## GOAL OF THE EXERCISE
Reproduce precisely the lines between the start of the data below and the line with "pub const MAX_PAYLOAD_SIZE: usize", both included.

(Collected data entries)
+ + + +

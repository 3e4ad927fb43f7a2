//! Wire message model and frame format.
//!
//! Every protocol message travels as one frame:
//! `[length:4][checksum:4][payload:N]`
//!
//! - **length**: Total frame size including header (little-endian u32)
//! - **checksum**: CRC32C of the payload for integrity verification
//! - **payload**: JSON-encoded [`Message`]
//!
//! Framing is internal to this crate's connection object; the handshake and
//! dispatch layers only ever see [`Message`] values. A checksum mismatch or a
//! malformed length tears the connection down rather than attempting resync.

use serde::{Deserialize, Serialize};

/// Current protocol revision: full hello/identity exchange.
pub const PROTO_REV_CURRENT: u16 = 0x0300;

/// Legacy protocol revision: no hello exchange on the server side.
pub const PROTO_REV_LEGACY: u16 = 0x0200;

/// Frame header size: 4 (length) + 4 (checksum) = 8 bytes.
pub const HEADER_SIZE: usize = 8;

/// Maximum payload size (1MB).
///
/// Frames larger than this are rejected to prevent memory exhaustion.
pub const MAX_PAYLOAD_SIZE: usize = 1024 * 1024;

/// `ServerHello` flag bit marking a resumed session ("not new").
pub const FLAG_RESUMED_SESSION: u8 = 0x01;

/// Wire format error types.
#[derive(Debug, Clone, thiserror::Error)]
pub enum WireError {
    /// Checksum verification failed - data was corrupted.
    #[error("checksum mismatch: expected {expected:#010x}, got {actual:#010x}")]
    ChecksumMismatch {
        /// Expected checksum from the header.
        expected: u32,
        /// Computed checksum from the payload.
        actual: u32,
    },

    /// Payload exceeds the maximum allowed size.
    #[error("frame too large: {size} bytes (max {MAX_PAYLOAD_SIZE})")]
    FrameTooLarge {
        /// Actual payload size in bytes.
        size: usize,
    },

    /// Length field has an invalid value.
    #[error("invalid frame length: {length}")]
    InvalidLength {
        /// The invalid length value from the header.
        length: u32,
    },

    /// The payload did not encode or decode as a valid message.
    #[error("codec error: {message}")]
    Codec {
        /// Details about the codec failure.
        message: String,
    },
}

/// A value carried by an entry assignment or update.
///
/// The value model is deliberately flat: what matters to this crate is only
/// the value's [`EntryType`], used to drop updates whose type disagrees with
/// the entry they target.
#[derive(Clone, Debug, PartialEq, Serialize, Deserialize)]
#[serde(tag = "t", content = "v", rename_all = "snake_case")]
pub enum Value {
    /// A boolean value.
    Boolean(bool),
    /// A double-precision float value.
    Double(f64),
    /// A string value.
    String(String),
    /// An opaque byte blob.
    Raw(Vec<u8>),
    /// An array of booleans.
    BooleanArray(Vec<bool>),
    /// An array of doubles.
    DoubleArray(Vec<f64>),
    /// An array of strings.
    StringArray(Vec<String>),
}

impl Value {
    /// The type tag of this value.
    pub fn entry_type(&self) -> EntryType {
        match self {
            Value::Boolean(_) => EntryType::Boolean,
            Value::Double(_) => EntryType::Double,
            Value::String(_) => EntryType::String,
            Value::Raw(_) => EntryType::Raw,
            Value::BooleanArray(_) => EntryType::BooleanArray,
            Value::DoubleArray(_) => EntryType::DoubleArray,
            Value::StringArray(_) => EntryType::StringArray,
        }
    }
}

/// Type tag of a key-value entry.
#[derive(Clone, Copy, Debug, PartialEq, Eq, Serialize, Deserialize)]
#[serde(rename_all = "snake_case")]
pub enum EntryType {
    /// Boolean entry.
    Boolean,
    /// Double entry.
    Double,
    /// String entry.
    String,
    /// Raw byte blob entry.
    Raw,
    /// Boolean array entry.
    BooleanArray,
    /// Double array entry.
    DoubleArray,
    /// String array entry.
    StringArray,
}

/// A protocol message.
///
/// The handshake exchange uses the hello/done/unsupported kinds; entry
/// assignments and updates are the payload traffic; `KeepAlive` is a client
/// no-op that keeps idle connections from timing out.
#[derive(Clone, Debug, PartialEq, Serialize, Deserialize)]
#[serde(tag = "type", rename_all = "snake_case")]
pub enum Message {
    /// Client no-op. Tolerated anywhere, including mid-handshake.
    KeepAlive,
    /// First message from a client: requested protocol revision and the
    /// client's identity string.
    ClientHello {
        /// Protocol revision the client wants to speak.
        proto_rev: u16,
        /// The client's configured identity string.
        self_id: String,
    },
    /// Server reply when the client requested a revision it cannot speak.
    ProtoUnsup {
        /// The highest revision the server supports.
        proto_rev: u16,
    },
    /// Server reply to a `ClientHello` (revision 0x0300 and later).
    ServerHello {
        /// Bit 0 ([`FLAG_RESUMED_SESSION`]) marks a resumed session.
        flags: u8,
        /// The server's configured identity string.
        self_id: String,
    },
    /// Sentinel ending the server's initial assignment batch.
    ServerHelloDone,
    /// Sentinel ending the client's initial assignment batch (revision
    /// 0x0300 and later).
    ClientHelloDone,
    /// Assignment of a value to a named entry.
    EntryAssign {
        /// Entry name.
        name: String,
        /// Entry id.
        id: u32,
        /// Sequence number for conflict resolution (owned by storage).
        seq_num: u32,
        /// Entry flags (persistence etc., owned by storage).
        flags: u8,
        /// The assigned value.
        value: Value,
    },
    /// Update of an already-assigned entry's value.
    EntryUpdate {
        /// Entry id.
        id: u32,
        /// Sequence number for conflict resolution (owned by storage).
        seq_num: u32,
        /// The new value.
        value: Value,
    },
}

impl Message {
    /// Short kind name for diagnostics.
    pub fn kind(&self) -> &'static str {
        match self {
            Message::KeepAlive => "keep_alive",
            Message::ClientHello { .. } => "client_hello",
            Message::ProtoUnsup { .. } => "proto_unsup",
            Message::ServerHello { .. } => "server_hello",
            Message::ServerHelloDone => "server_hello_done",
            Message::ClientHelloDone => "client_hello_done",
            Message::EntryAssign { .. } => "entry_assign",
            Message::EntryUpdate { .. } => "entry_update",
        }
    }
}

/// Encode a message into one wire frame.
///
/// # Errors
///
/// Returns `FrameTooLarge` if the encoded payload exceeds
/// [`MAX_PAYLOAD_SIZE`], or `Codec` if serialization fails.
pub fn encode_frame(msg: &Message) -> Result<Vec<u8>, WireError> {
    let payload = serde_json::to_vec(msg).map_err(|e| WireError::Codec {
        message: e.to_string(),
    })?;
    if payload.len() > MAX_PAYLOAD_SIZE {
        return Err(WireError::FrameTooLarge {
            size: payload.len(),
        });
    }

    let total = HEADER_SIZE + payload.len();
    let mut frame = Vec::with_capacity(total);
    frame.extend_from_slice(&(total as u32).to_le_bytes());
    frame.extend_from_slice(&crc32c::crc32c(&payload).to_le_bytes());
    frame.extend_from_slice(&payload);
    Ok(frame)
}

/// Try to decode one frame from the front of `buf`.
///
/// Returns `Ok(Some((message, consumed)))` when a complete frame is present,
/// `Ok(None)` when more data is needed.
///
/// # Errors
///
/// Returns `InvalidLength`, `FrameTooLarge`, `ChecksumMismatch`, or `Codec`
/// on malformed input; the caller is expected to tear the connection down.
pub fn try_decode_frame(buf: &[u8]) -> Result<Option<(Message, usize)>, WireError> {
    if buf.len() < HEADER_SIZE {
        return Ok(None);
    }

    let length = u32::from_le_bytes([buf[0], buf[1], buf[2], buf[3]]);
    if (length as usize) < HEADER_SIZE {
        return Err(WireError::InvalidLength { length });
    }
    let payload_len = length as usize - HEADER_SIZE;
    if payload_len > MAX_PAYLOAD_SIZE {
        return Err(WireError::FrameTooLarge { size: payload_len });
    }
    if buf.len() < length as usize {
        return Ok(None);
    }

    let expected = u32::from_le_bytes([buf[4], buf[5], buf[6], buf[7]]);
    let payload = &buf[HEADER_SIZE..length as usize];
    let actual = crc32c::crc32c(payload);
    if expected != actual {
        return Err(WireError::ChecksumMismatch { expected, actual });
    }

    let msg: Message = serde_json::from_slice(payload).map_err(|e| WireError::Codec {
        message: e.to_string(),
    })?;
    Ok(Some((msg, length as usize)))
}

#[cfg(test)]
mod tests {
    use super::*;

    #[test]
    fn test_frame_roundtrip() {
        let msg = Message::ClientHello {
            proto_rev: PROTO_REV_CURRENT,
            self_id: "robot".to_string(),
        };

        let frame = encode_frame(&msg).expect("encode should succeed");
        let (decoded, consumed) = try_decode_frame(&frame)
            .expect("decode should succeed")
            .expect("frame should be complete");

        assert_eq!(decoded, msg);
        assert_eq!(consumed, frame.len());
    }

    #[test]
    fn test_partial_frame_needs_more_data() {
        let frame = encode_frame(&Message::KeepAlive).expect("encode should succeed");

        for cut in 0..frame.len() {
            let result = try_decode_frame(&frame[..cut]).expect("partial data is not an error");
            assert!(result.is_none(), "cut at {} should be incomplete", cut);
        }
    }

    #[test]
    fn test_decode_two_frames_back_to_back() {
        let first = Message::ServerHello {
            flags: FLAG_RESUMED_SESSION,
            self_id: "server".to_string(),
        };
        let second = Message::ServerHelloDone;

        let mut buf = encode_frame(&first).expect("encode should succeed");
        buf.extend(encode_frame(&second).expect("encode should succeed"));

        let (msg, consumed) = try_decode_frame(&buf)
            .expect("decode should succeed")
            .expect("first frame complete");
        assert_eq!(msg, first);

        let (msg, rest) = try_decode_frame(&buf[consumed..])
            .expect("decode should succeed")
            .expect("second frame complete");
        assert_eq!(msg, second);
        assert_eq!(consumed + rest, buf.len());
    }

    #[test]
    fn test_corrupted_payload_fails_checksum() {
        let mut frame = encode_frame(&Message::EntryUpdate {
            id: 7,
            seq_num: 3,
            value: Value::Double(1.5),
        })
        .expect("encode should succeed");

        let last = frame.len() - 1;
        frame[last] ^= 0xff;

        match try_decode_frame(&frame) {
            Err(WireError::ChecksumMismatch { .. }) => {}
            other => panic!("expected checksum mismatch, got {:?}", other),
        }
    }

    #[test]
    fn test_undersized_length_field_rejected() {
        let mut frame = encode_frame(&Message::KeepAlive).expect("encode should succeed");
        frame[0..4].copy_from_slice(&3u32.to_le_bytes());

        match try_decode_frame(&frame) {
            Err(WireError::InvalidLength { length: 3 }) => {}
            other => panic!("expected invalid length, got {:?}", other),
        }
    }

    #[test]
    fn test_oversized_length_field_rejected() {
        let mut frame = encode_frame(&Message::KeepAlive).expect("encode should succeed");
        let huge = (HEADER_SIZE + MAX_PAYLOAD_SIZE + 1) as u32;
        frame[0..4].copy_from_slice(&huge.to_le_bytes());

        assert!(matches!(
            try_decode_frame(&frame),
            Err(WireError::FrameTooLarge { .. })
        ));
    }

    #[test]
    fn test_value_entry_types() {
        assert_eq!(Value::Boolean(true).entry_type(), EntryType::Boolean);
        assert_eq!(Value::Raw(vec![1, 2]).entry_type(), EntryType::Raw);
        assert_eq!(
            Value::StringArray(vec!["a".to_string()]).entry_type(),
            EntryType::StringArray
        );
    }
}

+ + + +

## SOLUTION
repository 3e4ad927fb43f7a2
//! Wire message model and frame format.
//!
//! Every protocol message travels as one frame:
//! `[length:4][checksum:4][payload:N]`
//!
//! - **length**: Total frame size including header (little-endian u32)
//! - **checksum**: CRC32C of the payload for integrity verification
//! - **payload**: JSON-encoded [`Message`]
//!
//! Framing is internal to this crate's connection object; the handshake and
//! dispatch layers only ever see [`Message`] values. A checksum mismatch or a
//! malformed length tears the connection down rather than attempting resync.

use serde::{Deserialize, Serialize};

/// Current protocol revision: full hello/identity exchange.
pub const PROTO_REV_CURRENT: u16 = 0x0300;

/// Legacy protocol revision: no hello exchange on the server side.
pub const PROTO_REV_LEGACY: u16 = 0x0200;

/// Frame header size: 4 (length) + 4 (checksum) = 8 bytes.
pub const HEADER_SIZE: usize = 8;

/// Maximum payload size (1MB).
///
/// Frames larger than this are rejected to prevent memory exhaustion.
pub const MAX_PAYLOAD_SIZE: usize = 1024 * 1024;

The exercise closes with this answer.